On March 8, 1990, the Liquidating Agent rejected the Petitioner's claim for "creditor" status and found instead that the Petitioner was to be treated as a "member" of Franklin because its deposits were insured. On January 17, 1991, the Board upheld the decision of the Liquidating Agent, finding that the Petitioner was a "member to the extent of uninsured shares" within the meaning of the payout priority schedule.
The Board's conclusion that Petitioner is a "member" of the credit union for purposes of the payout schedule rested in part on its determination that Petitioner is an insured shareholder whose share certificates constitute "member accounts." The language of the statute associates "insured accounts" with "members" in a variety of sections. For example, "the term 'insured account' means the total amount of the account in the member's name (after deducting offsets) less any part thereof which is in excess of $100,000." 12 U.S.C. § 1787(k)(1) (emphasis added). The statute also directs that, "in determining the amount [of insurance] due to any member, there shall be added together all accounts in the credit union maintained by him for his own benefit either in his own name or in the names of others." Id. (emphasis added). Similarly, section 1781(a) states that the NCUA "shall insure the member accounts of all Federal credit unions." (Emphasis added).
It is undisputed that the Petitioner's share certificates in Franklin gave rise to an "insured account" within the meaning of the statute. This is evidenced by the fact that the Petitioner applied for such insurance and received an insurance payout of about $350,000. The NCUA therefore contends, and the Board found, that because it is undisputed that the Petitioner held insured share certificates, which thereby constituted a "member account," it necessarily follows that the Petitioner is in this sense a "member." Because the Petitioner held shares that were insured in part but not in full, it follows that the Petitioner is a "member to the extent of uninsured shares," which falls within category (h) of the NCUA's Priority Schedule.
The only provision defining the term "member" appears in 12 C.F.R. § 745, and supports a finding that members and nonmembers are to be treated identically for purposes of classification and treatment of an account.

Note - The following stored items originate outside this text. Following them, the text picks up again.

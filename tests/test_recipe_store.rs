use forkify::{
    ApiClient, FileStorage, ForkifyError, LoadStatus, MemoryStorage, RecipeForm, RecipeStore,
    SearchOutcome, Storage,
};
use mockito::{Matcher, Server, ServerGuard};
use std::time::Duration;
use tempfile::TempDir;

const RECIPE_ID: &str = "5ed6604591c37cdc054bc886";

fn recipe_json(id: &str, title: &str, key: Option<&str>) -> String {
    let key = key
        .map(|k| format!(r#", "key": "{k}""#))
        .unwrap_or_default();
    format!(
        r#"{{
            "status": "success",
            "data": {{
                "recipe": {{
                    "publisher": "Closet Cooking",
                    "ingredients": [
                        {{"quantity": 4, "unit": "cups", "description": "flour"}},
                        {{"quantity": 1, "unit": "tsp", "description": "salt"}},
                        {{"quantity": null, "unit": "", "description": "basil"}}
                    ],
                    "source_url": "http://www.closetcooking.com/{id}.html",
                    "image_url": "http://forkify-api.herokuapp.com/images/{id}.jpg",
                    "title": "{title}",
                    "servings": 4,
                    "cooking_time": 45,
                    "id": "{id}"{key}
                }}
            }}
        }}"#
    )
}

fn search_json(n: usize) -> String {
    let recipes: Vec<String> = (0..n)
        .map(|i| {
            format!(
                r#"{{"publisher": "P", "image_url": "img{i}.jpg", "title": "Pizza {i}", "id": "pizza-{i}"}}"#
            )
        })
        .collect();
    format!(
        r#"{{"status": "success", "results": {n}, "data": {{"recipes": [{}]}}}}"#,
        recipes.join(",")
    )
}

fn api_for(server: &ServerGuard) -> ApiClient {
    ApiClient::with_base_url(
        format!("{}/api/v2/recipes/", server.url()),
        Some("test-key".to_string()),
        Duration::from_secs(5),
    )
    .unwrap()
}

fn memory_store(server: &ServerGuard) -> RecipeStore {
    RecipeStore::with_storage(api_for(server), Box::new(MemoryStorage::new()), 10).unwrap()
}

async fn mock_recipe(server: &mut ServerGuard, id: &str, title: &str) -> mockito::Mock {
    server
        .mock("GET", format!("/api/v2/recipes/{id}").as_str())
        .match_query(Matcher::UrlEncoded("key".into(), "test-key".into()))
        .with_status(200)
        .with_header("content-type", "application/json")
        .with_body(recipe_json(id, title, None))
        .create_async()
        .await
}

/// Serves a fixed bookmark value and refuses every write
struct ReadOnlyStorage {
    bookmarks: Option<String>,
}

impl Storage for ReadOnlyStorage {
    fn get_item(&self, _key: &str) -> Result<Option<String>, ForkifyError> {
        Ok(self.bookmarks.clone())
    }

    fn set_item(&mut self, _key: &str, _value: &str) -> Result<(), ForkifyError> {
        Err(std::io::Error::other("disk is read-only").into())
    }
}

fn read_only_store(server: &ServerGuard, bookmarks: Option<String>) -> RecipeStore {
    RecipeStore::with_storage(
        api_for(server),
        Box::new(ReadOnlyStorage { bookmarks }),
        10,
    )
    .unwrap()
}
// SPDX-License-Identifier: Apache-2.0
// © James Ross Ω FLYING•ROBOTS <https://github.com/flyingrobots>
//! Shared test doubles and fixtures for the droplet playback crates.
//!
//! # Modules
//!
//! - [`config`] - In-memory config store fake for testing without filesystem
//! - [`driver`] - Animation driver that records every call
//! - [`fetcher`] - Fetcher that serves a fixed script of frames
//! - [`frames`] - Frame builders
//! - [`harness`] - Drives an engine to convergence and checks single-flight
#![forbid(unsafe_code)]

pub mod config;
pub mod driver;
pub mod fetcher;
pub mod frames;
pub mod harness;

pub use config::InMemoryConfigStore;
pub use driver::RecordingDriver;
pub use fetcher::ScriptedFetcher;
pub use frames::{merge_scenario, walking_frames, FrameBuilder};
pub use harness::{build_engine, run_until_idle, started_engine, HarnessError, TestEngine};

Section 745.1(b) provides in part, "[t]he terms member or members as used in this part mean those persons enumerated in the credit union's field of membership ... includ[ing] those nonmembers permitted under the Act to maintain accounts in an insured credit union." (Emphasis in original).
The definition of "member account" similarly equates members and nonmembers for purposes of classification and treatment of an account:
[A] share, share certificate, or share draft account account [sic] of a member of a credit union ... and, in the case of a credit union serving predominantly low-income members (as defined by the Board), such terms (when referring to the account of a nonmember served by such credit union) mean a share, share certificate, or share draft account account [sic] of such nonmember which is of a type approved by the Board and evidences money or its equivalent received or held by such credit union in the usual course of business and for which it has given or is obligated to give credit to the account of such nonmember....

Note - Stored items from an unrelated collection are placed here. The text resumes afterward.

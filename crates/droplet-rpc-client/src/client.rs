// SPDX-License-Identifier: Apache-2.0
// © James Ross Ω FLYING•ROBOTS <https://github.com/flyingrobots>
use std::sync::atomic::{AtomicU64, Ordering};
use std::time::Duration;

use droplet_model::Frame;
use tracing::{debug, trace};

use crate::error::RpcError;
use crate::wire::{decode_frame, RpcRequest};

/// HTTP JSON-RPC client for the simulator's frame method.
#[derive(Debug)]
pub struct RpcClient {
    http: reqwest::Client,
    url: String,
    method: String,
    next_id: AtomicU64,
}

impl RpcClient {
    /// Client with reqwest's default settings.
    pub fn new(url: impl Into<String>, method: impl Into<String>) -> Self {
        Self::with_http(reqwest::Client::new(), url, method)
    }

    /// Client whose calls fail after `timeout`.
    pub fn with_timeout(
        url: impl Into<String>,
        method: impl Into<String>,
        timeout: Duration,
    ) -> Result<Self, RpcError> {
        let http = reqwest::Client::builder().timeout(timeout).build()?;
        Ok(Self::with_http(http, url, method))
    }

    fn with_http(http: reqwest::Client, url: impl Into<String>, method: impl Into<String>) -> Self {
        Self {
            http,
            url: url.into(),
            method: method.into(),
            next_id: AtomicU64::new(1),
        }
    }

    /// Endpoint URL.
    pub fn url(&self) -> &str {
        &self.url
    }

    /// Method called for each frame.
    pub fn method(&self) -> &str {
        &self.method
    }

    /// Call the frame method once and label the result as frame `index`.
    pub async fn fetch_frame(&self, index: usize) -> Result<Frame, RpcError> {
        let id = self.next_id.fetch_add(1, Ordering::Relaxed);
        debug!(id, index, method = %self.method, "requesting frame");
        let response = self
            .http
            .post(&self.url)
            .json(&RpcRequest::new(id, &self.method))
            .send()
            .await?;
        let status = response.status();
        if !status.is_success() {
            return Err(RpcError::Status(status.as_u16()));
        }
        let body = response.bytes().await?;
        trace!(id, bytes = body.len(), "response received");
        decode_frame(id, index, &body)
    }
}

12 U.S.C. § 1752(5). Section 1752(5) includes nonmember share certificate accounts in low-income credit unions in its definition of "member account." Therefore, such insured nonmembers are treated as "members" of the credit union for purposes of classification and treatment of their accounts.
We reject Petitioner's claim that it is a "creditor" of Franklin for the simple reason that the express terms of the Act provide that the Petitioner's shares constitute equity and not debt. The statute provides that where a federal credit union issues share certificates to a person or organization within or without its field of membership, those share certificates "represent[ ] equity." 12 U.S.C. § 1757(6). Therefore, it is clear from the terms of the statute that the Petitioner is an equity holder of Franklin, and not a creditor.
We also reject the Petitioner's argument that it cannot be a "member" because it is in fact a "nonmember" within the meaning of 12 U.S.C. § 1757(6). Section 1757(6) provides that where, as here, a federal credit union is designated by the NCUA as a "credit union serving predominantly low-income members," the credit union may issue share certificates not only to the persons or entities within its limited field of membership, but also to "nonmembers," such as charitable or religious organizations. The Petitioner correctly asserts that it is a "nonmember" within the meaning of this provision. As a nonmember, the Petitioner had no right to subscribe to shares of stock or to be elected to the membership. 12 U.S.C. § 1759. Further, the Petitioner was not entitled to vote, obtain loans or hold office in the credit union. Id. at §§ 1757(7), 1759, 1760.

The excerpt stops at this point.